Problem description:
What appears from the first line of the data below through the line containing "pub use error::Result;", both included, should be copied exactly, and nothing else.

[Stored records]
# # # #
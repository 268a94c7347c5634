//! Mockup packaging and secure version-scoped extraction.
//!
//! `mockup-core` turns a directory of HTML mockups into an in-memory archive
//! for upload, and on the receiving side extracts uploaded archives into
//! per-version directories with protection against path traversal,
//! oversized archives and decompression bombs.
//!
//! # Examples
//!
//! ```no_run
//! use mockup_core::ArchiveBuilder;
//! use mockup_core::VersionedStorage;
//!
//! # fn main() -> Result<(), Box<dyn std::error::Error>> {
//! let archive = ArchiveBuilder::new("./site").build()?;
//! let bytes = archive.to_zip_bytes()?;
//!
//! let storage = VersionedStorage::new("uploads");
//! let report = storage.extract("v1", &bytes)?;
//! println!("Extracted {} files", report.files_extracted);
//! # Ok(())
//! # }
//! ```

#![deny(unsafe_code)]
#![warn(missing_docs)]

pub mod api;
pub mod archive;
pub mod config;
pub mod copy;
pub mod creation;
pub mod error;
pub mod extraction;
pub mod ingest;
pub mod report;
pub mod security;
pub mod storage;

#[doc(hidden)]
pub mod test_utils;

pub use api::ErrorBody;
pub use api::UploadReceipt;
pub use archive::ArchiveBuilder;
pub use archive::ArchiveEntry;
pub use archive::EntryKind;
pub use archive::MockupArchive;
pub use config::ExtractionLimits;
pub use error::ArchiveError;
pub use error::ExtractionError;
pub use error::QuotaResource;
pub use error::Result;
pub use extraction::SecureExtractor;
pub use ingest::IngestError;
pub use ingest::IngestGate;
pub use report::ExtractionReport;
pub use storage::Version;
pub use storage::VersionedStorage;
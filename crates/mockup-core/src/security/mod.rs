//! Containment and resource checks applied during extraction.

pub mod path;
pub mod quota;

pub use path::clean_path;
pub use path::contained_join;
pub use path::is_single_component;
pub use quota::QuotaTracker;
//! Subcommand implementations.

pub mod completion;
pub mod extract;
pub mod login;
pub mod logout;
pub mod pages;
pub mod status;
pub mod upload;

use anyhow::Result;

use crate::cli::Cli;
use crate::cli::Commands;
use crate::credentials::CredentialStore;
use crate::error::convert_client_error;
use crate::output::OutputFormatter;

/// Dispatches the parsed command line.
pub async fn run(cli: &Cli, formatter: &dyn OutputFormatter) -> Result<()> {
    match &cli.command {
        Commands::Login(args) => login::execute(args, cli, formatter).await,
        Commands::Logout => logout::execute(cli, formatter),
        Commands::Status => status::execute(cli, formatter),
        Commands::Upload(args) => upload::execute(args, cli, formatter).await,
        Commands::Extract(args) => extract::execute(args, formatter),
        Commands::Pages(args) => pages::execute(args, formatter),
        Commands::Completion(args) => {
            completion::execute(args.shell);
            Ok(())
        }
    }
}

fn open_store(cli: &Cli) -> Result<CredentialStore> {
    CredentialStore::locate(cli.config.as_deref()).map_err(convert_client_error)
}

const fn show_spinner(cli: &Cli) -> bool {
    !cli.quiet && !cli.json
}
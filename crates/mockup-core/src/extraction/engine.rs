//! Secure extraction of an uploaded archive into a version directory.

use std::fs::File;
use std::fs::create_dir_all;
use std::io::BufWriter;
use std::io::Cursor;
use std::io::Write;
use std::path::Path;
use std::path::PathBuf;
use std::time::Instant;

use tracing::debug;
use tracing::warn;
use zip::ZipArchive;

use crate::ExtractionError;
use crate::ExtractionLimits;
use crate::ExtractionReport;
use crate::Result;
use crate::config::ReextractPolicy;
use crate::config::UnsafeEntryPolicy;
use crate::copy::CopyBuffer;
use crate::copy::copy_bounded;
use crate::security::QuotaTracker;
use crate::security::contained_join;
use crate::security::is_single_component;

/// Materializes archive bytes under `storage_root/<version_id>`.
///
/// Checks run in a fixed order and the version directory is only created
/// once every archive-level check has passed:
///
/// 1. the bytes parse as a ZIP archive (`Format`)
/// 2. at least one entry (`EmptyArchive`)
/// 3. no more than `max_entries` entries (`TooManyEntries`)
/// 4. some file entry ends in the required extension (`ContentPolicy`)
/// 5. the version id is a single path component (`InvalidVersionId`)
///
/// Entries that resolve outside the version root are skipped, or fail the
/// extraction under [`UnsafeEntryPolicy::Reject`]. Decompressed bytes are
/// budgeted across the whole archive. Extraction is not transactional: on
/// failure, files already written stay on disk.
///
/// # Examples
///
/// ```no_run
/// use mockup_core::ExtractionLimits;
/// use mockup_core::SecureExtractor;
/// use std::path::Path;
///
/// let limits = ExtractionLimits::default();
/// let extractor = SecureExtractor::new(Path::new("uploads"), &limits);
/// let bytes = std::fs::read("mockup.zip")?;
/// let report = extractor.extract("v1", &bytes)?;
/// println!("{} files", report.files_extracted);
/// # Ok::<(), Box<dyn std::error::Error>>(())
/// ```
#[derive(Debug)]
pub struct SecureExtractor<'a> {
    storage_root: &'a Path,
    limits: &'a ExtractionLimits,
}

impl<'a> SecureExtractor<'a> {
    /// Creates an extractor writing below `storage_root`.
    #[must_use]
    pub fn new(storage_root: &'a Path, limits: &'a ExtractionLimits) -> Self {
        Self {
            storage_root,
            limits,
        }
    }

    /// Extracts `bytes` into the directory of `version_id`.
    ///
    /// # Errors
    ///
    /// Returns the first policy violation, or `Io` for storage failures.
    pub fn extract(&self, version_id: &str, bytes: &[u8]) -> Result<ExtractionReport> {
        let start = Instant::now();

        let mut archive = ZipArchive::new(Cursor::new(bytes))
            .map_err(|e| ExtractionError::Format(e.to_string()))?;

        let count = archive.len();
        if count == 0 {
            return Err(ExtractionError::EmptyArchive);
        }
        if count > self.limits.max_entries {
            return Err(ExtractionError::TooManyEntries {
                count,
                max: self.limits.max_entries,
            });
        }
        if !self.has_required_file(&mut archive)? {
            return Err(ExtractionError::ContentPolicy {
                extension: self.limits.required_extension.clone(),
            });
        }

        let root = self.version_root(version_id)?;
        if root.exists() && self.limits.reextract_policy == ReextractPolicy::Reject {
            return Err(ExtractionError::VersionExists {
                id: version_id.to_string(),
            });
        }
        create_dir_all(&root)?;

        let mut report = ExtractionReport::new();
        let mut quota = QuotaTracker::new(self.limits.max_total_size);
        let mut buffer = CopyBuffer::new();

        for index in 0..count {
            let mut entry = archive
                .by_index(index)
                .map_err(|e| ExtractionError::Format(e.to_string()))?;
            let name = entry.name().to_string();

            let is_dir = entry.is_dir();
            let Some(dest) = contained_join(&root, &name).filter(|dest| is_dir || *dest != root)
            else {
                if self.limits.unsafe_entry_policy == UnsafeEntryPolicy::Reject {
                    return Err(ExtractionError::PathTraversal {
                        path: PathBuf::from(name),
                    });
                }
                warn!(version = version_id, entry = %name, "skipping entry outside version root");
                report.entries_skipped += 1;
                report.add_warning(format!("skipped unsafe entry: {name}"));
                continue;
            };

            if is_dir {
                create_dir_all(&dest)?;
                report.directories_created += 1;
                continue;
            }

            if let Some(parent) = dest.parent() {
                create_dir_all(parent)?;
            }

            let mut writer = BufWriter::with_capacity(64 * 1024, File::create(&dest)?);
            let copied = copy_bounded(
                &mut entry,
                &mut writer,
                quota.next_read_limit(),
                &mut buffer,
            )?;
            writer.flush()?;
            quota.record(copied)?;

            debug!(version = version_id, entry = %name, bytes = copied, "extracted file");
            report.files_extracted += 1;
        }

        report.bytes_written = quota.bytes_written();
        report.duration = start.elapsed();
        Ok(report)
    }

    /// Returns the root directory of `version_id` after validating the id.
    ///
    /// # Errors
    ///
    /// Returns `InvalidVersionId` if the id is not a single path component.
    pub fn version_root(&self, version_id: &str) -> Result<PathBuf> {
        if !is_single_component(version_id) {
            return Err(ExtractionError::InvalidVersionId {
                id: version_id.to_string(),
            });
        }
        Ok(self.storage_root.join(version_id))
    }

    fn has_required_file(&self, archive: &mut ZipArchive<Cursor<&[u8]>>) -> Result<bool> {
        for index in 0..archive.len() {
            let entry = archive
                .by_index_raw(index)
                .map_err(|e| ExtractionError::Format(e.to_string()))?;
            if !entry.is_dir() && self.limits.has_required_extension(entry.name()) {
                return Ok(true);
            }
        }
        Ok(false)
    }
}
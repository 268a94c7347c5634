//! Version-scoped storage of extracted mockups.

use std::io;
use std::path::Path;
use std::path::PathBuf;

use tracing::info;

use crate::ExtractionLimits;
use crate::ExtractionReport;
use crate::Result;
use crate::SecureExtractor;
use crate::config::has_extension;

/// One uploaded version and the directory that holds its files.
#[derive(Debug, Clone, PartialEq, Eq)]
pub struct Version {
    /// Server-assigned identifier.
    pub id: String,
    /// `storage_root/id`.
    pub root: PathBuf,
}

/// Storage root plus the limits applied to every extraction into it.
///
/// Distinct versions own disjoint directories, so extractions into
/// different versions need no coordination. Two extractions into the same
/// version are not serialized.
///
/// # Examples
///
/// ```no_run
/// use mockup_core::VersionedStorage;
///
/// let storage = VersionedStorage::new("uploads");
/// let bytes = std::fs::read("mockup.zip")?;
/// storage.extract("v1", &bytes)?;
/// for page in storage.list_html_files("v1")? {
///     println!("{}", storage.resolve_path("v1", &page).display());
/// }
/// # Ok::<(), Box<dyn std::error::Error>>(())
/// ```
#[derive(Debug, Clone)]
pub struct VersionedStorage {
    root: PathBuf,
    limits: ExtractionLimits,
}

impl VersionedStorage {
    /// Creates storage at `root` with default limits.
    #[must_use]
    pub fn new(root: impl Into<PathBuf>) -> Self {
        Self::with_limits(root, ExtractionLimits::default())
    }

    /// Creates storage at `root` with explicit limits.
    #[must_use]
    pub fn with_limits(root: impl Into<PathBuf>, limits: ExtractionLimits) -> Self {
        Self {
            root: root.into(),
            limits,
        }
    }

    /// Returns the storage root.
    #[must_use]
    pub fn root(&self) -> &Path {
        &self.root
    }

    /// Returns the extraction limits.
    #[must_use]
    pub fn limits(&self) -> &ExtractionLimits {
        &self.limits
    }

    /// Describes `version_id` without touching the filesystem.
    #[must_use]
    pub fn version(&self, version_id: &str) -> Version {
        Version {
            id: version_id.to_string(),
            root: self.root.join(version_id),
        }
    }

    /// Extracts archive bytes into the directory of `version_id`.
    ///
    /// The directory is created on first use. Callers must not expose the
    /// version as viewable unless this returns `Ok`.
    pub fn extract(&self, version_id: &str, bytes: &[u8]) -> Result<ExtractionReport> {
        let report = SecureExtractor::new(&self.root, &self.limits).extract(version_id, bytes)?;
        info!(
            version = version_id,
            files = report.files_extracted,
            skipped = report.entries_skipped,
            bytes = report.bytes_written,
            "version extracted"
        );
        Ok(report)
    }

    /// Joins `relative` onto the version root.
    ///
    /// This is a plain join: no existence check and no traversal
    /// protection. Callers serving untrusted paths must validate them,
    /// for example with [`crate::security::contained_join`].
    #[must_use]
    pub fn resolve_path(&self, version_id: &str, relative: &str) -> PathBuf {
        self.root.join(version_id).join(relative)
    }

    /// Lists the immediate entries of the version root whose name ends in
    /// `.html` (case-insensitive), sorted by name.
    ///
    /// # Errors
    ///
    /// Fails if the version root does not exist or cannot be read.
    pub fn list_html_files(&self, version_id: &str) -> io::Result<Vec<String>> {
        let mut pages = Vec::new();
        for entry in std::fs::read_dir(self.root.join(version_id))? {
            let name = entry?.file_name().to_string_lossy().into_owned();
            if has_extension(&name, "html") {
                pages.push(name);
            }
        }
        pages.sort();
        Ok(pages)
    }
}
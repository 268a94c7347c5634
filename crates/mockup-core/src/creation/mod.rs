//! Packaging a mockup directory for upload.

pub mod filters;
pub mod walker;
pub mod zip;

pub use walker::MockupWalker;
pub use walker::WalkedEntry;
pub use walker::contains_extension;
//! Output formatter trait for CLI results.

use anyhow::Result;
use mockup_core::ExtractionReport;
use mockup_core::Version;
use serde::Serialize;

use crate::auth::LoginOutcome;
use crate::commands::status::SessionStatus;
use crate::credentials::StoredCredential;
use crate::upload::UploadSummary;

/// Common output formatter trait
pub trait OutputFormatter {
    /// Format a completed sign-in
    fn format_login_result(&self, outcome: &LoginOutcome) -> Result<()>;

    /// Format the record left after logout
    fn format_logout_result(&self, credential: &StoredCredential) -> Result<()>;

    /// Format the stored session state
    fn format_status(&self, status: &SessionStatus) -> Result<()>;

    /// Format a completed upload
    fn format_upload_result(&self, summary: &UploadSummary) -> Result<()>;

    /// Format extraction result
    fn format_extraction_result(&self, version: &Version, report: &ExtractionReport)
    -> Result<()>;

    /// Format the HTML pages of a version
    fn format_pages(&self, version_id: &str, pages: &[String]) -> Result<()>;

    /// Format error message
    fn format_error(&self, operation: &str, error: &anyhow::Error);

    /// Format warning message
    fn format_warning(&self, message: &str);
}

/// Generic JSON output structure
#[derive(Debug, Serialize)]
pub struct JsonOutput<T> {
    pub operation: String,
    pub status: Status,
    #[serde(skip_serializing_if = "Option::is_none")]
    pub data: Option<T>,
    #[serde(skip_serializing_if = "Option::is_none")]
    pub error: Option<String>,
}

#[derive(Debug, Serialize)]
#[serde(rename_all = "lowercase")]
pub enum Status {
    Success,
    Error,
}

impl<T: Serialize> JsonOutput<T> {
    pub fn success(operation: impl Into<String>, data: T) -> Self {
        Self {
            operation: operation.into(),
            status: Status::Success,
            data: Some(data),
            error: None,
        }
    }
}

impl JsonOutput<()> {
    pub fn error(operation: impl Into<String>, error: impl Into<String>) -> Self {
        Self {
            operation: operation.into(),
            status: Status::Error,
            data: None,
            error: Some(error.into()),
        }
    }
}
# # # #
Solution:
repository 268a94c7347c5634
//! Mockup packaging and secure version-scoped extraction.
//!
//! `mockup-core` turns a directory of HTML mockups into an in-memory archive
//! for upload, and on the receiving side extracts uploaded archives into
//! per-version directories with protection against path traversal,
//! oversized archives and decompression bombs.
//!
//! # Examples
//!
//! ```no_run
//! use mockup_core::ArchiveBuilder;
//! use mockup_core::VersionedStorage;
//!
//! # fn main() -> Result<(), Box<dyn std::error::Error>> {
//! let archive = ArchiveBuilder::new("./site").build()?;
//! let bytes = archive.to_zip_bytes()?;
//!
//! let storage = VersionedStorage::new("uploads");
//! let report = storage.extract("v1", &bytes)?;
//! println!("Extracted {} files", report.files_extracted);
//! # Ok(())
//! # }
//! ```

#![deny(unsafe_code)]
#![warn(missing_docs)]

pub mod api;
pub mod archive;
pub mod config;
pub mod copy;
pub mod creation;
pub mod error;
pub mod extraction;
pub mod ingest;
pub mod report;
pub mod security;
pub mod storage;

#[doc(hidden)]
pub mod test_utils;

pub use api::ErrorBody;
pub use api::UploadReceipt;
pub use archive::ArchiveBuilder;
pub use archive::ArchiveEntry;
pub use archive::EntryKind;
pub use archive::MockupArchive;
pub use config::ExtractionLimits;
pub use error::ArchiveError;
pub use error::ExtractionError;
pub use error::QuotaResource;
pub use error::Result;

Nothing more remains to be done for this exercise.